Toyota Yaris Hybrid
SECTOR Supermini PRICE £14,995 – £16,995 FUEL 76.3 – 80.7mpg CO2 79 – 85g/km
It’s difficult to imagine hybrid technology without Toyota – the brand that brought hybrids to Europe. While others have since come to market with similar drivetrains it’s often the pioneering Prius that’s seen as the segment’s figurehead.
So against a shift towards fully-electric vehicles Toyota has stuck to its core technology and is broadening its hybrid family.
In Europe, perhaps the bravest addition is the Yaris. While rivals have sporty-looking versions as a halo, Toyota’s flagship supermini will be the Yaris Hybrid, returning up to 80.7mpg and emitting 79g/km in its most efficient, and likely biggest-selling, trim-level.
Even in diesel-loving Europe this is very much a petrol segment. The percentage increase for a diesel is difficult to claw back in lower average mileage these usually cover.

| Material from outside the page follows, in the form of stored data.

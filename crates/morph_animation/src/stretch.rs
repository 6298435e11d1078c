//! Stretch and squash deformation for translations
//!
//! While a node translates, it can be stretched along the direction of motion
//! and squashed on the perpendicular axis, then relaxed back to its natural
//! scale. The deformation runs in two linear phases over the translation's
//! progress:
//!
//! - **stretch**: progress in `[0, stretch_offset)` scales from 1 towards the peak
//! - **relax**: progress in `[stretch_offset, 1]` scales back to 1
//!
//! Progress is measured from the node's current translation, not from the
//! step fraction, so curves on the translation shape the deformation as well.
//! The pivot on the motion axis is moved to `size * (1 - stretch_offset)` so the
//! trailing edge stays anchored while stretching.

use crate::error::{check_window, Result, ValueError};
use crate::values::AnimatedFloatValue;
use morph_core::{map_range, Axis, Direction, GeometryError};

/// Stretch and squash settings for one translation
#[derive(Clone, Copy, Debug, PartialEq)]
pub struct Stretch {
    /// Fraction of the motion spent stretching; 0 disables the effect
    pub stretch_offset: f32,
    /// Multiplier applied to the travelled distance
    pub amount: f32,
    /// How much the perpendicular axis shrinks at peak stretch
    pub squash: f32,
    /// Start of the active progress window
    pub start_offset: f32,
    /// End of the active progress window
    pub end_offset: f32,
    /// Explicit direction; derived from the translation when `None`
    pub direction: Option<Direction>,
}

/// Scale and pivot writes produced for one frame
#[derive(Clone, Copy, Debug, PartialEq)]
pub struct StretchFrame {
    /// Axis the pivot applies to
    pub axis: Axis,
    /// Pivot coordinate on `axis`
    pub pivot: f32,
    pub scale_x: f32,
    pub scale_y: f32,
}

impl Stretch {
    pub fn new(stretch_offset: f32, amount: f32, squash: f32) -> Result<Self> {
        if !(0.0..=1.0).contains(&stretch_offset) {
            return Err(ValueError::OffsetOutOfRange(stretch_offset));
        }
        if !(0.0..=1.0).contains(&squash) {
            return Err(ValueError::OffsetOutOfRange(squash));
        }
        Ok(Self {
            stretch_offset,
            amount,
            squash,
            start_offset: 0.0,
            end_offset: 1.0,
            direction: None,
        })
    }

    /// Restrict the effect to a window of the translation's progress
    pub fn with_offsets(mut self, start: f32, end: f32) -> Result<Self> {
        check_window(start, end)?;
        self.start_offset = start;
        self.end_offset = end;
        Ok(self)
    }

    pub fn with_direction(mut self, direction: Direction) -> Self {
        self.direction = Some(direction);
        self
    }

    /// Direction of the effect for a translation along `axis`
    pub fn direction_for(&self, axis: Axis, translation: &AnimatedFloatValue) -> Direction {
        self.direction
            .unwrap_or_else(|| Direction::of_delta(axis, translation.from, translation.to))
    }

    /// Deformation for the node's current translation.
    ///
    /// `width` and `height` are the node's unscaled size. Returns `Ok(None)` when
    /// the effect does not apply this frame: a zero stretch offset, no direction,
    /// or a stretch offset of 1 once the stretch phase is over.
    pub fn deform(
        &self,
        axis: Axis,
        translation: &AnimatedFloatValue,
        current: f32,
        width: f32,
        height: f32,
    ) -> morph_core::Result<Option<StretchFrame>> {
        if self.stretch_offset == 0.0 {
            return Ok(None);
        }

        let direction = self.direction_for(axis, translation);
        let motion_axis = match direction.axis() {
            Some(motion_axis) => motion_axis,
            None => return Ok(None),
        };

        let size = match motion_axis {
            Axis::Vertical => height,
            Axis::Horizontal => width,
        };
        if size <= 0.0 {
            return Err(GeometryError::Degenerate(format!(
                "cannot stretch a node with size {} along {:?}",
                size, motion_axis
            )));
        }

        let progress = map_range(current, translation.from, translation.to, 0.0, 1.0);
        let stretch_map = map_range(progress, self.start_offset, self.end_offset, 0.0, 1.0);

        let peak = ((translation.difference() - size).abs() * self.amount + size) / size;
        let squashed = 1.0 - self.squash;

        let (along, across) = if stretch_map < self.stretch_offset {
            let fraction = map_range(stretch_map, 0.0, self.stretch_offset, 0.0, 1.0);
            (
                1.0 + (peak - 1.0) * fraction,
                1.0 + (squashed - 1.0) * fraction,
            )
        } else {
            if self.stretch_offset == 1.0 {
                return Ok(None);
            }
            let fraction = map_range(stretch_map, self.stretch_offset, 1.0, 0.0, 1.0);
            (
                peak + (1.0 - peak) * fraction,
                squashed + (1.0 - squashed) * fraction,
            )
        };

        let pivot = size * (1.0 - self.stretch_offset);
        let frame = match motion_axis {
            Axis::Vertical => StretchFrame {
                axis: motion_axis,
                pivot,
                scale_x: across,
                scale_y: along,
            },
            Axis::Horizontal => StretchFrame {
                axis: motion_axis,
                pivot,
                scale_x: along,
                scale_y: across,
            },
        };
        Ok(Some(frame))
    }
}

#[cfg(test)]
mod tests {
    use super::*;

    fn approx(a: f32, b: f32) -> bool {
        (a - b).abs() < 1e-4
    }

    fn vertical_drop() -> AnimatedFloatValue {
        AnimatedFloatValue::new(0.0, 200.0)
    }

    #[test]
    fn test_zero_offset_has_no_effect() {
        let stretch = Stretch::new(0.0, 0.5, 0.2).unwrap();
        let frame = stretch
            .deform(Axis::Vertical, &vertical_drop(), 50.0, 100.0, 100.0)
            .unwrap();
        assert_eq!(frame, None);
    }

    #[test]
    fn test_no_motion_has_no_effect() {
        let stretch = Stretch::new(0.5, 0.5, 0.2).unwrap();
        let still = AnimatedFloatValue::constant(10.0);
        assert_eq!(stretch.direction_for(Axis::Vertical, &still), Direction::None);
        assert_eq!(
            stretch
                .deform(Axis::Vertical, &still, 10.0, 100.0, 100.0)
                .unwrap(),
            None
        );
    }

    #[test]
    fn test_direction_from_delta() {
        let stretch = Stretch::new(0.5, 0.5, 0.2).unwrap();
        let left = AnimatedFloatValue::new(100.0, 0.0);

        assert_eq!(stretch.direction_for(Axis::Vertical, &vertical_drop()), Direction::Down);
        assert_eq!(stretch.direction_for(Axis::Horizontal, &left), Direction::Left);
        assert_eq!(
            stretch
                .with_direction(Direction::Up)
                .direction_for(Axis::Vertical, &vertical_drop()),
            Direction::Up
        );
    }

    #[test]
    fn test_stretch_phase() {
        let stretch = Stretch::new(0.5, 0.5, 0.2).unwrap();
        let frame = stretch
            .deform(Axis::Vertical, &vertical_drop(), 50.0, 100.0, 100.0)
            .unwrap()
            .unwrap();

        // peak = (|200 - 100| * 0.5 + 100) / 100 = 1.5, halfway into the stretch phase
        assert!(approx(frame.scale_y, 1.25));
        assert!(approx(frame.scale_x, 0.9));
        assert_eq!(frame.axis, Axis::Vertical);
        assert!(approx(frame.pivot, 50.0));
    }

    #[test]
    fn test_relax_phase_returns_to_rest() {
        let stretch = Stretch::new(0.5, 0.5, 0.2).unwrap();

        let mid = stretch
            .deform(Axis::Vertical, &vertical_drop(), 150.0, 100.0, 100.0)
            .unwrap()
            .unwrap();
        assert!(approx(mid.scale_y, 1.25));
        assert!(approx(mid.scale_x, 0.9));

        let end = stretch
            .deform(Axis::Vertical, &vertical_drop(), 200.0, 100.0, 100.0)
            .unwrap()
            .unwrap();
        assert!(approx(end.scale_y, 1.0));
        assert!(approx(end.scale_x, 1.0));
    }

    #[test]
    fn test_full_offset_skips_relax() {
        let stretch = Stretch::new(1.0, 0.5, 0.2).unwrap();
        let end = stretch
            .deform(Axis::Vertical, &vertical_drop(), 200.0, 100.0, 100.0)
            .unwrap();
        assert_eq!(end, None);
    }

    #[test]
    fn test_horizontal_uses_width() {
        let stretch = Stretch::new(0.5, 1.0, 0.0).unwrap();
        let right = AnimatedFloatValue::new(0.0, 150.0);
        let frame = stretch
            .deform(Axis::Horizontal, &right, 37.5, 50.0, 200.0)
            .unwrap()
            .unwrap();

        // peak = (|150 - 50| * 1 + 50) / 50 = 3
        assert!(approx(frame.scale_x, 2.0));
        assert!(approx(frame.scale_y, 1.0));
        assert!(approx(frame.pivot, 25.0));
    }

    #[test]
    fn test_zero_size_is_degenerate() {
        let stretch = Stretch::new(0.5, 0.5, 0.2).unwrap();
        assert!(stretch
            .deform(Axis::Vertical, &vertical_drop(), 50.0, 100.0, 0.0)
            .is_err());
    }

    #[test]
    fn test_invalid_settings_rejected() {
        assert!(Stretch::new(1.5, 0.5, 0.2).is_err());
        assert!(Stretch::new(0.5, 0.5, -0.1).is_err());
        assert!(Stretch::new(0.5, 0.5, 0.2)
            .unwrap()
            .with_offsets(0.9, 0.1)
            .is_err());
    }
}
//! Animated value model
//!
//! An [`AnimatedValue`] is a typed `(from, to)` pair plus everything needed to
//! evaluate it inside a step: an optional [`Curve`], a duration window (the part
//! of the step during which the value moves) and an interpolation window (the
//! part of the curve that is used).
//!
//! Evaluation order in [`AnimatedValue::value_at`]:
//!
//! 1. map the step fraction into the duration window (`duration_offset_start..end`)
//! 2. remap that local fraction into the interpolation window
//!    (`interpolate_offset_start..end`)
//! 3. run the curve
//! 4. interpolate `from -> to`
//!
//! Values are plain data: `clone()` is a deep copy and two clones never share
//! mutable state.

use crate::curve::Curve;
use crate::error::{check_window, Result};
use morph_core::{map_range, Color, Coordinates, CornerRadii};

/// Trait for values that can be linearly interpolated
pub trait Interpolate: Clone {
    /// Linearly interpolate between self and other by factor t (0.0 to 1.0)
    fn lerp(&self, other: &Self, t: f32) -> Self;

    /// Check if two values are approximately equal
    fn approx_eq(&self, other: &Self, epsilon: f32) -> bool;
}

// ============================================================================
// Interpolate implementations
// ============================================================================

impl Interpolate for f32 {
    fn lerp(&self, other: &Self, t: f32) -> Self {
        self + (other - self) * t
    }

    fn approx_eq(&self, other: &Self, epsilon: f32) -> bool {
        (self - other).abs() < epsilon
    }
}

impl Interpolate for i32 {
    fn lerp(&self, other: &Self, t: f32) -> Self {
        (*self as f32 + (*other - *self) as f32 * t).round() as i32
    }

    fn approx_eq(&self, other: &Self, epsilon: f32) -> bool {
        ((self - other) as f32).abs() < epsilon
    }
}

impl Interpolate for Coordinates {
    fn lerp(&self, other: &Self, t: f32) -> Self {
        Coordinates::new(self.x.lerp(&other.x, t), self.y.lerp(&other.y, t))
    }

    fn approx_eq(&self, other: &Self, epsilon: f32) -> bool {
        self.x.approx_eq(&other.x, epsilon) && self.y.approx_eq(&other.y, epsilon)
    }
}

impl Interpolate for CornerRadii {
    fn lerp(&self, other: &Self, t: f32) -> Self {
        CornerRadii::lerp(self, other, t)
    }

    fn approx_eq(&self, other: &Self, epsilon: f32) -> bool {
        self.as_array()
            .iter()
            .zip(other.as_array().iter())
            .all(|(a, b)| a.approx_eq(b, epsilon))
    }
}

impl Interpolate for Color {
    fn lerp(&self, other: &Self, t: f32) -> Self {
        Color::lerp(self, other, t)
    }

    fn approx_eq(&self, other: &Self, epsilon: f32) -> bool {
        (self.r - other.r).abs() < epsilon
            && (self.g - other.g).abs() < epsilon
            && (self.b - other.b).abs() < epsilon
            && (self.a - other.a).abs() < epsilon
    }
}

// ============================================================================
// Deltas
// ============================================================================

/// A relative target, resolved against the value's `from` endpoint
#[derive(Clone, Copy, Debug, PartialEq)]
pub enum Delta {
    /// `to = from + amount`
    Add(f32),
    /// `to = from * factor`
    Multiply(f32),
}

/// Values that can resolve a [`Delta`]
pub trait Accumulate: Sized {
    fn accumulate(&self, delta: Delta) -> Self;
}

impl Accumulate for f32 {
    fn accumulate(&self, delta: Delta) -> Self {
        match delta {
            Delta::Add(amount) => self + amount,
            Delta::Multiply(factor) => self * factor,
        }
    }
}

impl Accumulate for i32 {
    fn accumulate(&self, delta: Delta) -> Self {
        match delta {
            Delta::Add(amount) => self + amount.round() as i32,
            Delta::Multiply(factor) => (*self as f32 * factor).round() as i32,
        }
    }
}

// ============================================================================
// AnimatedValue
// ============================================================================

/// A `(from, to)` pair with timing metadata
#[derive(Clone, Debug)]
pub struct AnimatedValue<T: Interpolate> {
    /// Start endpoint
    pub from: T,
    /// End endpoint
    pub to: T,
    curve: Option<Curve>,
    duration_offset_start: f32,
    duration_offset_end: f32,
    interpolate_offset_start: f32,
    interpolate_offset_end: f32,
    delta: Option<Delta>,
}

/// Scalar animated value
pub type AnimatedFloatValue = AnimatedValue<f32>;
/// Integer animated value with discrete add/multiply deltas
pub type AnimatedIntValue = AnimatedValue<i32>;
/// Animated corner radii, interpolated element-wise
pub type AnimatedCornerRadii = AnimatedValue<CornerRadii>;
/// Animated color
pub type AnimatedColor = AnimatedValue<Color>;

impl<T: Interpolate> AnimatedValue<T> {
    /// Create a value moving from `from` to `to` over the whole step
    pub fn new(from: T, to: T) -> Self {
        Self {
            from,
            to,
            curve: None,
            duration_offset_start: 0.0,
            duration_offset_end: 1.0,
            interpolate_offset_start: 0.0,
            interpolate_offset_end: 1.0,
            delta: None,
        }
    }

    /// Create a value that does not move
    pub fn constant(value: T) -> Self {
        Self::new(value.clone(), value)
    }

    /// Collapse both endpoints to `value`
    pub fn set(&mut self, value: T) {
        self.from = value.clone();
        self.to = value;
    }

    /// Re-target onto another value's end state: both endpoints take `other.to`
    pub fn retarget(&mut self, other: &AnimatedValue<T>) {
        self.set(other.to.clone());
    }

    /// Swap `from` and `to`
    pub fn flip(&mut self) {
        std::mem::swap(&mut self.from, &mut self.to);
    }

    /// Copy with `from` and `to` swapped
    pub fn flipped(&self) -> Self {
        let mut copy = self.clone();
        copy.flip();
        copy
    }

    /// Interpolate the endpoints directly by an already-mapped fraction
    pub fn lerp(&self, fraction: f32) -> T {
        self.from.lerp(&self.to, fraction)
    }

    // ========================================================================
    // Curve
    // ========================================================================

    pub fn with_curve(mut self, curve: Curve) -> Self {
        self.curve = Some(curve);
        self
    }

    pub fn set_curve(&mut self, curve: Option<Curve>) {
        self.curve = curve;
    }

    pub fn curve(&self) -> Option<&Curve> {
        self.curve.as_ref()
    }

    /// Use `curve` only when no curve has been set on this value
    pub fn inherit_curve(&mut self, curve: Option<&Curve>) {
        if self.curve.is_none() {
            self.curve = curve.cloned();
        }
    }

    // ========================================================================
    // Offset windows
    // ========================================================================

    /// Restrict motion to `[start, end]` of the step's duration
    pub fn with_duration_offsets(mut self, start: f32, end: f32) -> Result<Self> {
        self.set_duration_offsets(start, end)?;
        Ok(self)
    }

    pub fn set_duration_offsets(&mut self, start: f32, end: f32) -> Result<()> {
        check_window(start, end)?;
        self.duration_offset_start = start;
        self.duration_offset_end = end;
        Ok(())
    }

    pub fn duration_offsets(&self) -> (f32, f32) {
        (self.duration_offset_start, self.duration_offset_end)
    }

    /// Evaluate only `[start, end]` of the curve
    pub fn with_interpolate_offsets(mut self, start: f32, end: f32) -> Result<Self> {
        self.set_interpolate_offsets(start, end)?;
        Ok(self)
    }

    pub fn set_interpolate_offsets(&mut self, start: f32, end: f32) -> Result<()> {
        check_window(start, end)?;
        self.interpolate_offset_start = start;
        self.interpolate_offset_end = end;
        Ok(())
    }

    pub fn interpolate_offsets(&self) -> (f32, f32) {
        (self.interpolate_offset_start, self.interpolate_offset_end)
    }

    /// Copy both offset windows from `other`
    pub fn copy_offsets<U: Interpolate>(&mut self, other: &AnimatedValue<U>) {
        self.duration_offset_start = other.duration_offset_start;
        self.duration_offset_end = other.duration_offset_end;
        self.interpolate_offset_start = other.interpolate_offset_start;
        self.interpolate_offset_end = other.interpolate_offset_end;
    }

    /// Map a step fraction into this value's duration window, clamped to `[0, 1]`
    pub fn local_fraction(&self, step_fraction: f32) -> f32 {
        map_range(
            step_fraction,
            self.duration_offset_start,
            self.duration_offset_end,
            0.0,
            1.0,
        )
    }

    /// Curve output for a step fraction
    pub fn eased_fraction(&self, step_fraction: f32) -> f32 {
        let local = self.local_fraction(step_fraction);
        let input = self.interpolate_offset_start
            + local * (self.interpolate_offset_end - self.interpolate_offset_start);
        match &self.curve {
            Some(curve) => curve.transform(input),
            None => input,
        }
    }

    /// Value at a step fraction
    pub fn value_at(&self, step_fraction: f32) -> T {
        self.lerp(self.eased_fraction(step_fraction))
    }

    // ========================================================================
    // Deltas
    // ========================================================================

    pub fn with_delta(mut self, delta: Delta) -> Self {
        self.delta = Some(delta);
        self
    }

    pub fn delta(&self) -> Option<Delta> {
        self.delta
    }
}

impl<T: Interpolate + PartialEq> AnimatedValue<T> {
    /// True when the endpoints differ
    pub fn can_interpolate(&self) -> bool {
        self.from != self.to
    }
}

impl<T: Interpolate + Accumulate> AnimatedValue<T> {
    /// Resolve a pending delta into `to`. The delta is consumed.
    pub fn resolve_delta(&mut self) {
        if let Some(delta) = self.delta.take() {
            self.to = self.from.accumulate(delta);
        }
    }
}

impl AnimatedValue<f32> {
    /// Absolute distance between the endpoints
    pub fn difference(&self) -> f32 {
        (self.from - self.to).abs()
    }
}

impl<T: Interpolate + Default> Default for AnimatedValue<T> {
    fn default() -> Self {
        Self::constant(T::default())
    }
}

// ============================================================================
// AnimatedValueArray
// ============================================================================

/// A keyframe list traversed evenly over the step
///
/// With `n` values the window is split into `n - 1` equal segments; the curve
/// runs once per segment.
#[derive(Clone, Debug)]
pub struct AnimatedValueArray<T: Interpolate> {
    values: Vec<T>,
    curve: Option<Curve>,
    duration_offset_start: f32,
    duration_offset_end: f32,
}

impl<T: Interpolate + PartialEq> AnimatedValueArray<T> {
    pub fn new(values: Vec<T>) -> Self {
        Self {
            values,
            curve: None,
            duration_offset_start: 0.0,
            duration_offset_end: 1.0,
        }
    }

    pub fn values(&self) -> &[T] {
        &self.values
    }

    pub fn set_values(&mut self, values: Vec<T>) {
        self.values = values;
    }

    pub fn len(&self) -> usize {
        self.values.len()
    }

    pub fn is_empty(&self) -> bool {
        self.values.is_empty()
    }

    pub fn first(&self) -> Option<&T> {
        self.values.first()
    }

    pub fn last(&self) -> Option<&T> {
        self.values.last()
    }

    /// True when there is more than one distinct value
    pub fn can_interpolate(&self) -> bool {
        match self.values.first() {
            Some(first) => self.values.iter().any(|v| v != first),
            None => false,
        }
    }

    /// Reverse traversal order
    pub fn reverse(&mut self) {
        self.values.reverse();
    }

    pub fn with_curve(mut self, curve: Curve) -> Self {
        self.curve = Some(curve);
        self
    }

    pub fn curve(&self) -> Option<&Curve> {
        self.curve.as_ref()
    }

    pub fn inherit_curve(&mut self, curve: Option<&Curve>) {
        if self.curve.is_none() {
            self.curve = curve.cloned();
        }
    }

    pub fn set_duration_offsets(&mut self, start: f32, end: f32) -> Result<()> {
        check_window(start, end)?;
        self.duration_offset_start = start;
        self.duration_offset_end = end;
        Ok(())
    }

    pub fn duration_offsets(&self) -> (f32, f32) {
        (self.duration_offset_start, self.duration_offset_end)
    }

    /// Value at a step fraction, `None` when the array is empty
    pub fn value_at(&self, step_fraction: f32) -> Option<T> {
        let last = self.values.len().checked_sub(1)?;
        if last == 0 {
            return self.values.first().cloned();
        }

        let local = map_range(
            step_fraction,
            self.duration_offset_start,
            self.duration_offset_end,
            0.0,
            1.0,
        );
        let position = local * last as f32;
        let index = (position.floor() as usize).min(last - 1);
        let segment = position - index as f32;
        let eased = match &self.curve {
            Some(curve) => curve.transform(segment),
            None => segment,
        };

        Some(self.values[index].lerp(&self.values[index + 1], eased))
    }
}

impl AnimatedValueArray<f32> {
    /// Sum of the values
    pub fn relative_sum(&self) -> f32 {
        self.values.iter().sum()
    }

    /// Sum of the absolute values
    pub fn absolute_sum(&self) -> f32 {
        self.values.iter().map(|v| v.abs()).sum()
    }
}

But superminis are ripe for electric and hybrid power, provided prices can be kept low. Petrol-electric hybrids offer the biggest efficiency benefits over conventional cars when crawling through traffic, have no diesel particulate filters to worry about and emit less smog than conventional cars. All are perfect qualities for a city-slicker.
So unsurprisingly Toyota laid on a predominantly urban route at the launch, comprised mainly of low-speed roads and with only short motorway sections. But most journalists were able to get well over 60mpg, and some were close to 75mpg without much effort, suggesting mid-60s to the gallon is realistic for urban use.
Unlike the Auris Hybrid, which was a mid-life conversion, the third-generation Yaris was designed to accommodate hybrid drive from its conception. The packaging is neat, too, with a downsized battery tucked under the rear bench, a 1.5-litre engine and small CVT gearbox and hybrid drive up front.
Some drivetrain parts are shared with US and Japanese market compact hybrids, helping reduce development costs, which means the best-selling T4 version costs around £1,000 more than a specification-matched 1.33-litre version with a CVT gearbox.
Clever packaging means there’s no sacrifice in interior or boot space compared to the conventional Yaris, which is a real achievement in this class. Because it regularly switches the engine off, Toyota said it expected two thirds of owners’ mileage could be covered on electricity. A claim backed up by the high figures achieved on the launch.
Importantly it’s also cheaper and more efficient than the Honda Jazz Hybrid, its closest rival. And with a 20g/km margin between its CO2 emissions and the 100g/km threshold, it’s immune from the 2015 BiK changes should be similarly futureproof for forthcoming VED and congestion charge revisions too.
Looks are also in its favour. That Storm Trooper-esque front end has the sort of youthful sportiness which would’ve been welcome elsewhere in the Yaris range, while the blue-tinted dials and stitching, light-coloured dashboard accents and LED-embellished lights add an upmarket feel.
But this is a rational purchase. The Yaris Hybrid lacks the zestiness of some other super-frugal superminis, and prioritises thriftiness over thrills. The CVT gearbox makes the engine groan under load and while it’s able to keep pace with traffic it’s not a car that invites spirited driving.
It is manouevrable though, with a low centre of gravity from the battery meaning minimal body roll, and steering is sharp.
Drivers seeking the best bits of Yaris and Prius ownership will find few faults here, providing performance is low on their priorities.
Yaris Hybrid buyers will likely be sizing it up on its rational, rather than emotional benefits. No bad thing, because it plays to its strengths well, offering uncompromised practicality, low tax and achievable frugality in real-world use. It’s a clever, if unexciting, option for the cost-conscious urban motorist.